The story reverts to Elmira as this chapter begins. She is worried that she
is going to have trouble with Big Zwey who wants to marry her. Fowler
tells her that the next town north is Ogallala, Nebraska, but that the
whiskey traders are not going that far. He does tell her that Big Zwey
is willing to take her there if she wants. After a week of scratching
fleas from the buffalo hides and smelling the decaying blood on them,
she speaks to Zwey and asks him to take her to Ogallala. He agrees and
when she asks if it will just be the two of them, he says they can take
Luke, a weaselly little buffalo hunter with an insolent manner. Elmira
agrees and also agrees to drive the mule wagon behind their horses. At
one point, they stop to kill twenty buffalo, and all across the prairie,
she worries about the two men. Eventually, when neither tries anything,
she gets used to driving and just talking to the mules.
Elmira is a driven woman. Her desire to have only herself and access to Dee
Boot has caused her to make some unwise decisions. So far, she has been
safe and nothing worrisome has occurred, but the feeling the story conveys
is that it’s only a matter of time before she comes face to face with
some real danger.
In this chapter, we find Gus tracking Blue Duck and Lorena, and he realizes he’s rusty at tracking. He crosses to the northwest and finally finds a set of three horses’ tracks. He knows now that Blue Duck only tried one trick to fool him - moving through the cattle tracks so that he couldn’t be detected. Now, he’s making no effort to fool anyone, just riding hard to keep out ahead of someone like Gus. He worries for Lorena, not just because of how hard Blue Duck is riding, but also because of any fate she may face once he gets where he’s going.
He is struck by how he had forgotten the emptiness of the country from his days as a Ranger. Blue Duck had been a bandit they had pursued in the past, but he’s always been slippery and avoided capture. The next day, Gus finds the carcass of Lorie’s mare, and he guesses that if Blue Duck wants to trade her to an Indian, he would head farther west through the region known as the Quitaque. So he heads for the big crossing on the Canadian.
Along the way, Gus meets up with Aus Frank, a very strange man who gathers
buffalo bones in a wheelbarrow and piles them up in a series of pyramid
shapes. Gus had also known him as a bank robber who had only spent four
days in prison. Once he meets up with Aus and questions him about Blue
Duck, he realizes he guessed wrong about which way the Indian was heading.

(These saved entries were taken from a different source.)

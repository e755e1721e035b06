//! Sampling configuration.
//!
//! [`SamplerOptions`] is a builder carrying the sampling interval, the
//! output encoding, and progress settings into
//! [`FrameSampler`](crate::FrameSampler). Options live for one invocation
//! and are never persisted.
//!
//! # Example
//!
//! ```
//! use framesnap::{OutputFormat, SamplerOptions};
//!
//! let options = SamplerOptions::new()
//!     .with_interval(15)
//!     .with_format(OutputFormat::Png)
//!     .with_file_prefix("still_");
//! assert_eq!(options.interval(), 15);
//! assert_eq!(options.file_name(7), "still_00007.png");
//! ```

use std::fmt::{Debug, Display, Formatter, Result as FmtResult};
use std::str::FromStr;
use std::sync::Arc;

use crate::progress::{NoOpProgress, ProgressCallback};

/// Frames to advance between saved images when no interval is given.
pub const DEFAULT_INTERVAL: u64 = 30;

/// JPEG quality used when none is given.
pub const DEFAULT_JPEG_QUALITY: u8 = 95;

/// Prefix of every saved image's file name.
pub const DEFAULT_FILE_PREFIX: &str = "frame_";

/// Digits in the zero-padded image sequence number.
pub const SEQUENCE_WIDTH: usize = 5;

/// Image encoding for saved frames.
#[derive(Debug, Clone, Copy, PartialEq, Eq, Hash, Default)]
pub enum OutputFormat {
    /// Baseline JPEG. This is the default.
    #[default]
    Jpeg,
    /// Lossless PNG.
    Png,
    /// Uncompressed BMP.
    Bmp,
}

impl OutputFormat {
    /// File extension without the leading dot.
    pub fn extension(self) -> &'static str {
        match self {
            OutputFormat::Jpeg => "jpg",
            OutputFormat::Png => "png",
            OutputFormat::Bmp => "bmp",
        }
    }

    pub(crate) fn to_image_format(self) -> image::ImageFormat {
        match self {
            OutputFormat::Jpeg => image::ImageFormat::Jpeg,
            OutputFormat::Png => image::ImageFormat::Png,
            OutputFormat::Bmp => image::ImageFormat::Bmp,
        }
    }
}

impl Display for OutputFormat {
    fn fmt(&self, f: &mut Formatter<'_>) -> FmtResult {
        f.write_str(self.extension())
    }
}

impl FromStr for OutputFormat {
    type Err = String;

    fn from_str(value: &str) -> Result<Self, Self::Err> {
        match value.trim_start_matches('.').to_ascii_lowercase().as_str() {
            "jpg" | "jpeg" => Ok(OutputFormat::Jpeg),
            "png" => Ok(OutputFormat::Png),
            "bmp" => Ok(OutputFormat::Bmp),
            other => Err(format!("unsupported image format: {other}")),
        }
    }
}

/// Settings for a sampling pass.
///
/// A default-constructed value samples every 30th frame into
/// `frame_NNNNN.jpg` files at JPEG quality 95 with no progress callback.
#[derive(Clone)]
pub struct SamplerOptions {
    pub(crate) interval: u64,
    pub(crate) format: OutputFormat,
    pub(crate) jpeg_quality: u8,
    pub(crate) file_prefix: String,
    pub(crate) progress: Arc<dyn ProgressCallback>,
    pub(crate) batch_size: u64,
}

impl Debug for SamplerOptions {
    fn fmt(&self, f: &mut Formatter<'_>) -> FmtResult {
        f.debug_struct("SamplerOptions")
            .field("interval", &self.interval)
            .field("format", &self.format)
            .field("jpeg_quality", &self.jpeg_quality)
            .field("file_prefix", &self.file_prefix)
            .field("batch_size", &self.batch_size)
            .finish_non_exhaustive()
    }
}

impl Default for SamplerOptions {
    fn default() -> Self {
        Self::new()
    }
}

impl SamplerOptions {
    /// Create options with the documented defaults.
    pub fn new() -> Self {
        Self {
            interval: DEFAULT_INTERVAL,
            format: OutputFormat::default(),
            jpeg_quality: DEFAULT_JPEG_QUALITY,
            file_prefix: DEFAULT_FILE_PREFIX.to_string(),
            progress: Arc::new(NoOpProgress),
            batch_size: 1,
        }
    }

    /// Save one image every `interval` decoded frames. `1` saves every frame.
    ///
    /// Zero is accepted here and rejected with
    /// [`SamplerError::InvalidInterval`](crate::SamplerError::InvalidInterval)
    /// when extraction starts.
    #[must_use]
    pub fn with_interval(mut self, interval: u64) -> Self {
        self.interval = interval;
        self
    }

    /// Set the image encoding of saved frames.
    #[must_use]
    pub fn with_format(mut self, format: OutputFormat) -> Self {
        self.format = format;
        self
    }

    /// Set the JPEG quality, clamped to `1..=100`. Ignored by other formats.
    #[must_use]
    pub fn with_jpeg_quality(mut self, quality: u8) -> Self {
        self.jpeg_quality = quality.clamp(1, 100);
        self
    }

    /// Set the prefix placed before the sequence number in file names.
    #[must_use]
    pub fn with_file_prefix(mut self, prefix: impl Into<String>) -> Self {
        self.file_prefix = prefix.into();
        self
    }

    /// Attach a progress callback.
    #[must_use]
    pub fn with_progress(mut self, callback: Arc<dyn ProgressCallback>) -> Self {
        self.progress = callback;
        self
    }

    /// Fire the progress callback every `size` decoded frames, minimum 1.
    #[must_use]
    pub fn with_batch_size(mut self, size: u64) -> Self {
        self.batch_size = size.max(1);
        self
    }

    /// The sampling interval in frames.
    pub fn interval(&self) -> u64 {
        self.interval
    }

    /// The image encoding of saved frames.
    pub fn format(&self) -> OutputFormat {
        self.format
    }

    /// The JPEG quality.
    pub fn jpeg_quality(&self) -> u8 {
        self.jpeg_quality
    }

    /// File name of the image with sequence number `saved_index`.
    pub fn file_name(&self, saved_index: u64) -> String {
        format!(
            "{}{saved_index:0width$}.{}",
            self.file_prefix,
            self.format.extension(),
            width = SEQUENCE_WIDTH,
        )
    }
}
//! YAML configuration for the `chordgrid` tool.
//!
//! ```yaml
//! store: chordgrid-store.yaml
//! log-level: info
//! rhythms:
//!   - name: Strathspey
//!     signature: 4/4
//!     beats-per-bar: 4
//! ```
//!
//! `rhythms` only seeds the registry: once rhythms have been saved to the
//! store, the store wins.

use std::fs;
use std::path::{Path, PathBuf};

use anyhow::{Context, Result};
use serde::{Deserialize, Serialize};
use tracing::{debug, warn};

use crate::rhythm::{Rhythm, RhythmRegistry};
use crate::store::{KeyValueStore, YamlFileStore};

pub const DEFAULT_STORE_FILE: &str = "chordgrid-store.yaml";

#[derive(Debug, Clone, Serialize, Deserialize, PartialEq)]
#[serde(rename_all = "kebab-case")]
pub struct Config {
    /// Key/value store file; relative paths are resolved next to the config file
    #[serde(default = "default_store")]
    pub store: PathBuf,
    #[serde(default = "default_log_level")]
    pub log_level: String,
    #[serde(default)]
    pub rhythms: Vec<RhythmConfig>,
}

#[derive(Debug, Clone, Serialize, Deserialize, PartialEq)]
#[serde(rename_all = "kebab-case")]
pub struct RhythmConfig {
    pub name: String,
    pub signature: String,
    pub beats_per_bar: u32,
}

fn default_store() -> PathBuf {
    PathBuf::from(DEFAULT_STORE_FILE)
}

fn default_log_level() -> String {
    "info".to_string()
}

impl Default for Config {
    fn default() -> Self {
        Self {
            store: default_store(),
            log_level: default_log_level(),
            rhythms: Vec::new(),
        }
    }
}

impl Config {
    /// Load the configuration file. A missing file gives the defaults.
    pub fn load<P: AsRef<Path>>(path: P) -> Result<Self> {
        let path = path.as_ref();
        let mut config = if path.exists() {
            let contents = fs::read_to_string(path)
                .with_context(|| format!("Failed to read config file: {:?}", path))?;
            Self::from_yaml(&contents)?
        } else {
            debug!("Config file {:?} not found, using defaults", path);
            Self::default()
        };
        if config.store.is_relative() {
            if let Some(dir) = path.parent() {
                config.store = dir.join(&config.store);
            }
        }
        Ok(config)
    }

    pub fn from_yaml(yaml: &str) -> Result<Self> {
        if yaml.trim().is_empty() {
            return Ok(Self::default());
        }
        serde_yaml::from_str(yaml).context("Failed to parse YAML configuration")
    }

    pub fn to_yaml(&self) -> Result<String> {
        serde_yaml::to_string(self).context("Failed to serialize configuration to YAML")
    }

    pub fn open_store(&self) -> Result<YamlFileStore> {
        YamlFileStore::open(&self.store)
            .with_context(|| format!("Failed to open store {:?}", self.store))
    }

    /// The registry used before anything is persisted: the configured
    /// rhythms, or the built-in defaults when none are configured.
    pub fn seed_registry(&self) -> RhythmRegistry {
        if self.rhythms.is_empty() {
            return RhythmRegistry::with_defaults();
        }
        let mut registry = RhythmRegistry::new();
        for rhythm in &self.rhythms {
            match Rhythm::new(&rhythm.name, &rhythm.signature, rhythm.beats_per_bar) {
                Ok(r) => registry.add(r),
                Err(e) => warn!("Ignoring configured rhythm '{}': {}", rhythm.name, e),
            }
        }
        registry
    }

    /// Load the rhythm registry from `store`, seeded from this configuration.
    pub fn load_registry(&self, store: &dyn KeyValueStore) -> Result<RhythmRegistry> {
        RhythmRegistry::load_or(store, self.seed_registry()).context("Failed to load rhythms")
    }
}
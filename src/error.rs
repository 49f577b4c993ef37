//! # Error Types
//!
//! This module defines all error types for the chordgrid library.
//!
//! ## Error Types
//! - `Format` - structurally invalid tune, tune set or document text
//! - `UnknownRhythm` - a rhythm name that the registry does not know
//! - `InvalidRhythm` - a rhythm that cannot be constructed or deserialized
//! - `DuplicatePartLabel` - two parts of one tune sharing a label
//! - `Xml` - malformed XML input
//! - `Serialization` - I/O failure while writing a document
//! - `Store` - the key/value store could not be read or written
//! - `MergeAborted` - the merge worker stopped without completing
//!
//! Unresolved tune set references are not errors: they are dropped, logged, and
//! listed in a [`ParseReport`](crate::parser::ParseReport).
//!
//! ## Usage
//! ```rust
//! use chordgrid::{ChordGridError, RhythmRegistry, Tune};
//!
//! let registry = RhythmRegistry::with_defaults();
//! match Tune::parse("T:Not a tune", &registry) {
//!     Ok(_) => unreachable!(),
//!     Err(ChordGridError::Format { message }) => eprintln!("bad tune: {}", message),
//!     Err(e) => eprintln!("Error: {}", e),
//! }
//! ```

use thiserror::Error;

pub type Result<T> = std::result::Result<T, ChordGridError>;

#[derive(Error, Debug)]
pub enum ChordGridError {
    /// Structurally invalid input: too few lines, wrong starting token,
    /// missing or unexpected header line.
    ///
    /// # Example
    /// ```
    /// # use chordgrid::ChordGridError;
    /// let err = ChordGridError::format("First line should start with X: instead of 'T:Foo'");
    /// assert_eq!(
    ///     err.to_string(),
    ///     "Format error: First line should start with X: instead of 'T:Foo'"
    /// );
    /// ```
    #[error("Format error: {message}")]
    Format { message: String },

    /// A rhythm name did not resolve in the registry.
    #[error("Unknown rhythm '{0}'")]
    UnknownRhythm(String),

    /// A rhythm could not be built from its signature or serialized form.
    #[error("Invalid rhythm: {0}")]
    InvalidRhythm(String),

    /// Part labels must be unique within a tune.
    #[error("Tune '{tune}' already has a part labeled '{label}'")]
    DuplicatePartLabel { tune: String, label: String },

    #[error("XML error: {0}")]
    Xml(String),

    /// Writing a document failed. Never retried.
    #[error("Serialization error: {0}")]
    Serialization(#[from] std::io::Error),

    #[error("Store error: {0}")]
    Store(String),

    #[error("Merge worker stopped before completion")]
    MergeAborted,
}

impl ChordGridError {
    pub fn format(message: impl Into<String>) -> Self {
        ChordGridError::Format {
            message: message.into(),
        }
    }
}

impl From<quick_xml::Error> for ChordGridError {
    fn from(e: quick_xml::Error) -> Self {
        ChordGridError::Xml(e.to_string())
    }
}

impl From<quick_xml::events::attributes::AttrError> for ChordGridError {
    fn from(e: quick_xml::events::attributes::AttrError) -> Self {
        ChordGridError::Xml(e.to_string())
    }
}
fn split_parts<'a>(body: &[&'a str]) -> Vec<Vec<&'a str>> {
    let mut splitter = PartSplitter::new();
    let mut state = BodyState::Accumulate;
    let mut after_repeat = false;

    for raw in body {
        let line = raw.trim();
        if line.is_empty() {
            break;
        }

        if parse_label(line).is_some() {
            splitter.flush();
            after_repeat = false;
            state = BodyState::Labeled;
        }

        match state {
            BodyState::Labeled => {
                splitter.push(line);
                if line.ends_with("||") {
                    splitter.flush();
                    state = BodyState::Accumulate;
                }
                continue;
            }
            BodyState::RepeatBlock => {
                splitter.push(line);
                if line.ends_with(":|") {
                    state = BodyState::Accumulate;
                    after_repeat = true;
                }
                continue;
            }
            BodyState::Accumulate => {}
        }

        if line.starts_with("|:") {
            splitter.flush();
            splitter.push(line);
            if line.ends_with(":|") {
                after_repeat = true;
            } else {
                state = BodyState::RepeatBlock;
            }
        } else {
            if after_repeat && line.starts_with('|') {
                splitter.flush();
            }
            splitter.push(line);
            after_repeat = false;
            if ends_part(line) {
                splitter.flush();
            }
        }
    }

    splitter.finish()
}

fn first_free_label(taken: &HashSet<String>) -> String {
    ('A'..='Z')
        .map(String::from)
        .chain((1..).map(|n| format!("P{}", n)))
        .find(|candidate| !taken.contains(candidate))
        .unwrap_or_default()
}
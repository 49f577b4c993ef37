//! Opaque key/value string storage.
//!
//! The library only needs `get`/`set` of string blobs (the rhythm registry and
//! the chosen tunebook file are stored this way). [`MemoryStore`] is used in
//! tests; [`YamlFileStore`] persists a flat YAML mapping on disk.

use std::collections::BTreeMap;
use std::fs;
use std::path::{Path, PathBuf};

use tracing::debug;

use crate::error::{ChordGridError, Result};

/// Store key for the path of the tunebook the user last opened.
pub const TUNEBOOK_FILE_KEY: &str = "TunebookFile";

pub trait KeyValueStore {
    fn get(&self, key: &str) -> Result<Option<String>>;
    fn set(&mut self, key: &str, value: &str) -> Result<()>;
}

#[derive(Debug, Clone, Default)]
pub struct MemoryStore {
    values: BTreeMap<String, String>,
}

impl MemoryStore {
    pub fn new() -> Self {
        Self::default()
    }
}

impl KeyValueStore for MemoryStore {
    fn get(&self, key: &str) -> Result<Option<String>> {
        Ok(self.values.get(key).cloned())
    }

    fn set(&mut self, key: &str, value: &str) -> Result<()> {
        self.values.insert(key.to_string(), value.to_string());
        Ok(())
    }
}

/// A store backed by a YAML file holding a `key: value` mapping.
/// Every `set` writes the whole file back.
#[derive(Debug, Clone)]
pub struct YamlFileStore {
    path: PathBuf,
    values: BTreeMap<String, String>,
}

impl YamlFileStore {
    /// Open the store at `path`. A missing file is an empty store.
    pub fn open<P: AsRef<Path>>(path: P) -> Result<Self> {
        let path = path.as_ref().to_path_buf();
        let values = if path.exists() {
            let contents = fs::read_to_string(&path).map_err(|e| {
                ChordGridError::Store(format!("Failed to read store {:?}: {}", path, e))
            })?;
            if contents.trim().is_empty() {
                BTreeMap::new()
            } else {
                serde_yaml::from_str(&contents).map_err(|e| {
                    ChordGridError::Store(format!("Failed to parse store {:?}: {}", path, e))
                })?
            }
        } else {
            debug!("Store {:?} does not exist yet", path);
            BTreeMap::new()
        };
        Ok(Self { path, values })
    }

    pub fn path(&self) -> &Path {
        &self.path
    }

    fn flush(&self) -> Result<()> {
        let yaml = serde_yaml::to_string(&self.values)
            .map_err(|e| ChordGridError::Store(format!("Failed to serialize store: {}", e)))?;
        fs::write(&self.path, yaml).map_err(|e| {
            ChordGridError::Store(format!("Failed to write store {:?}: {}", self.path, e))
        })
    }
}

impl KeyValueStore for YamlFileStore {
    fn get(&self, key: &str) -> Result<Option<String>> {
        Ok(self.values.get(key).cloned())
    }

    fn set(&mut self, key: &str, value: &str) -> Result<()> {
        self.values.insert(key.to_string(), value.to_string());
        self.flush()
    }
}

#[cfg(test)]
mod tests {
    use super::*;

    #[test]
    fn test_memory_store() {
        let mut store = MemoryStore::new();
        assert_eq!(store.get("a").unwrap(), None);
        store.set("a", "1").unwrap();
        assert_eq!(store.get("a").unwrap(), Some("1".to_string()));
    }

    #[test]
    fn test_yaml_store_persists_multiline_values() {
        let dir = tempfile::tempdir().unwrap();
        let path = dir.path().join("store.yaml");

        let mut store = YamlFileStore::open(&path).unwrap();
        store.set("Rhythms", "[Jig, 6/8, 2 bpb]\n[Reel, 4/4, 4 bpb]\n").unwrap();
        store.set(TUNEBOOK_FILE_KEY, "tunes.txt").unwrap();

        let reopened = YamlFileStore::open(&path).unwrap();
        assert_eq!(
            reopened.get("Rhythms").unwrap().as_deref(),
            Some("[Jig, 6/8, 2 bpb]\n[Reel, 4/4, 4 bpb]\n")
        );
        assert_eq!(reopened.get(TUNEBOOK_FILE_KEY).unwrap().as_deref(), Some("tunes.txt"));
    }

    #[test]
    fn test_yaml_store_rejects_garbage() {
        let dir = tempfile::tempdir().unwrap();
        let path = dir.path().join("store.yaml");
        fs::write(&path, "- not\n- a\n- mapping\n").unwrap();
        assert!(matches!(YamlFileStore::open(&path), Err(ChordGridError::Store(_))));
    }
}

He also learns from Aus that Blue Duck usually rides with six Kiowa, a
piece of very important information since it helps him know what he’s
up against. So he makes camp for the night, only awakened by Aus and his
wheelbarrow and his own thoughts. His thoughts concern the loss of the
buffalo as he remembers how thousands could be seen for miles across the
plains years before. Now they’ve nearly been killed off, and it occurs
to him that he’s between what the plains had been and what they will be
- he’s in a moment of true emptiness with thousands of miles of grass
resting unused, occupied only by the remnants of buffalo, Indians, and
hunters. Now a chain of follies have brought him to this point: Jake’s
refusal to protect his woman, Call’s decision to be a cattleman, and his
decision to save a girl foolish enough to be taken in by Jake Spoon. At
sunrise, he begins to ride east along the road of buffalo bones.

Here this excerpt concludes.